Omega S.A. is a Swiss luxury watchmaker founded in 1903 by Louis Brandt in La Chaux-de-Fonds. It was formerly known as La Generale Watch Co. until it changed its name to Omega in 1903. In 1984, the company officially became Omega SA and is now a subsidiary of The Swatch Group.

When founders Louis-Paul and César Brandt both died in 1903, they left one of Switzerland’s largest watch companies — with 240,000 watches produced yearly and employing 800 people —In the hands of four young people, the oldest of whom was 23-year-old Paul-Emile Brandt.

The economic difficulties caused by the First World War prompted Paul-Emile Brandt to work towards the amalgamation of Omega and Tissot in 1925. This eventually led to their merger in 1930, which resulted in the formation of the SSIH Group in Geneva. Under the leadership of Brandt and Joseph Reiser from 1955, the SSIH Group continued to grow, acquiring, or creating around fifty companies, including Lanco and Lemania. Lemania was known for manufacturing the most famous Omega chronograph movements.

In the 1970s, SSIH became Switzerland’s leading producer of watches, ranking third globally.
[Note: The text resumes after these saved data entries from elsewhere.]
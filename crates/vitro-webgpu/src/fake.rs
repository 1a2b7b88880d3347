//! Scripted in-memory implementation of [`WebGpuApi`] for tests.
//!
//! Creation calls hand back inert [`FakeObject`]s and record what they were
//! asked to do; asynchronous calls resolve their completion immediately (the
//! callback still only runs once the bridge dispatches its queue, which is
//! what gives tests control over delivery order). Failure paths are scripted
//! through the `fail_*` switches and the injectable error state.

use std::cell::{Cell, RefCell};
use std::collections::HashMap;
use std::rc::Rc;

use vitro_protocol::{
    enums, AdapterOptions, BindGroupLayoutEntry, BufferDescriptor, CanvasConfiguration,
    ComputePassDescriptor, DeviceDescriptor, MapMode, QuerySetDescriptor,
    RenderBundleEncoderDescriptor, SamplerDescriptor, ShaderModuleDescriptor, SupportedLimits,
    TextureDescriptor, TextureViewDescriptor,
};

use crate::api::{
    DecodedImage, DeviceLost, DeviceObjects, ResolvedBindGroupEntry, ResolvedBindingResource,
    ResolvedComputePipeline, ResolvedRenderPass, ResolvedRenderPipeline, WebGpuApi,
};
use crate::completion::{CompletionSender, ErrorSink, GpuError};
use crate::object::{ExternalObject, ExternalRef};

/// Inert stand-in for a browser-side object.
pub struct FakeObject {
    pub tag: &'static str,
    pub destroyed: Cell<bool>,
}

impl FakeObject {
    pub fn new(tag: &'static str) -> Rc<FakeObject> {
        Rc::new(FakeObject {
            tag,
            destroyed: Cell::new(false),
        })
    }
}

impl ExternalObject for FakeObject {
    fn destroy(&self) {
        self.destroyed.set(true);
    }
}

fn key(ext: &ExternalRef) -> usize {
    Rc::as_ptr(ext).cast::<u8>() as usize
}

#[derive(Default)]
pub struct FakeApi {
    /// Human-readable record of every call, for assertions.
    pub calls: RefCell<Vec<String>>,
    /// Every object this API has created, in creation order.
    pub created: RefCell<Vec<Rc<FakeObject>>>,

    pub gpu_unavailable: Cell<bool>,
    /// When set, the next creation call fails (and clears the switch).
    pub fail_next_create: Cell<bool>,
    /// When set, the next mapped range acquisition fails.
    pub fail_next_mapped_range: Cell<bool>,
    /// Error delivered by the next asynchronous map; `None` maps cleanly.
    pub next_map_error: RefCell<Option<GpuError>>,
    /// Error delivered by the next asynchronous pipeline creation.
    pub next_pipeline_error: RefCell<Option<GpuError>>,
    /// Error delivered by the next error scope pop; `None` pops clean.
    pub next_scope_error: RefCell<Option<GpuError>>,

    preferred_format: Cell<Option<&'static str>>,
    pub image_size: Cell<(u32, u32)>,

    contexts: RefCell<HashMap<String, ExternalRef>>,
    frame: RefCell<Option<ExternalRef>>,
    error_scopes: RefCell<Vec<&'static str>>,
    error_sink: RefCell<Option<ErrorSink>>,
    lost_watchers: RefCell<Vec<CompletionSender<DeviceLost>>>,

    map_states: RefCell<HashMap<usize, &'static str>>,
    buffer_contents: RefCell<HashMap<usize, Vec<u8>>>,
}

impl FakeApi {
    pub fn new() -> Self {
        Self::default()
    }

    fn log(&self, entry: String) {
        self.calls.borrow_mut().push(entry);
    }

    fn take_failure(&self) -> bool {
        self.fail_next_create.replace(false)
    }

    fn create(&self, tag: &'static str) -> Option<ExternalRef> {
        if self.take_failure() {
            return None;
        }
        let object = FakeObject::new(tag);
        self.created.borrow_mut().push(Rc::clone(&object));
        Some(object)
    }

    /// Objects created with `tag`, in creation order.
    pub fn created_with_tag(&self, tag: &str) -> Vec<Rc<FakeObject>> {
        self.created
            .borrow()
            .iter()
            .filter(|o| o.tag == tag)
            .cloned()
            .collect()
    }

    /// Invalidates the cached presentation texture, as a new frame would.
    pub fn advance_frame(&self) {
        *self.frame.borrow_mut() = None;
    }

    /// Reports an uncaptured error through the registered sink, if any.
    pub fn inject_uncaptured_error(&self, error: GpuError) {
        if let Some(sink) = &*self.error_sink.borrow() {
            sink.report(error);
        }
    }

    /// Fires every pending device-lost watcher.
    pub fn lose_device(&self, lost: DeviceLost) {
        for watcher in self.lost_watchers.borrow_mut().drain(..) {
            watcher.resolve(lost.clone());
        }
    }

    pub fn set_preferred_format(&self, format: &'static str) {
        self.preferred_format.set(Some(format));
    }

    pub fn error_scope_depth(&self) -> usize {
        self.error_scopes.borrow().len()
    }
}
Omega outpaced Rolex in sales despite the latter’s higher perceived value. Omega was known for its innovative and professional focus, while Rolex was famous for its mechanical pieces and branding.

Omega watches have a rich history as timekeepers. The British Royal Flying Corps used Omega watches for its combat units in 1917, followed by the U.S. Army in 1918. Omega was also the official timekeeper of the Olympics since 1932 and is currently the timekeeper for the America’s Cup yacht race. In 1969, NASA during the Apollo 11 mission even used Omega watches. Additionally, Omega was a major partner of the 2022 Winter Olympics.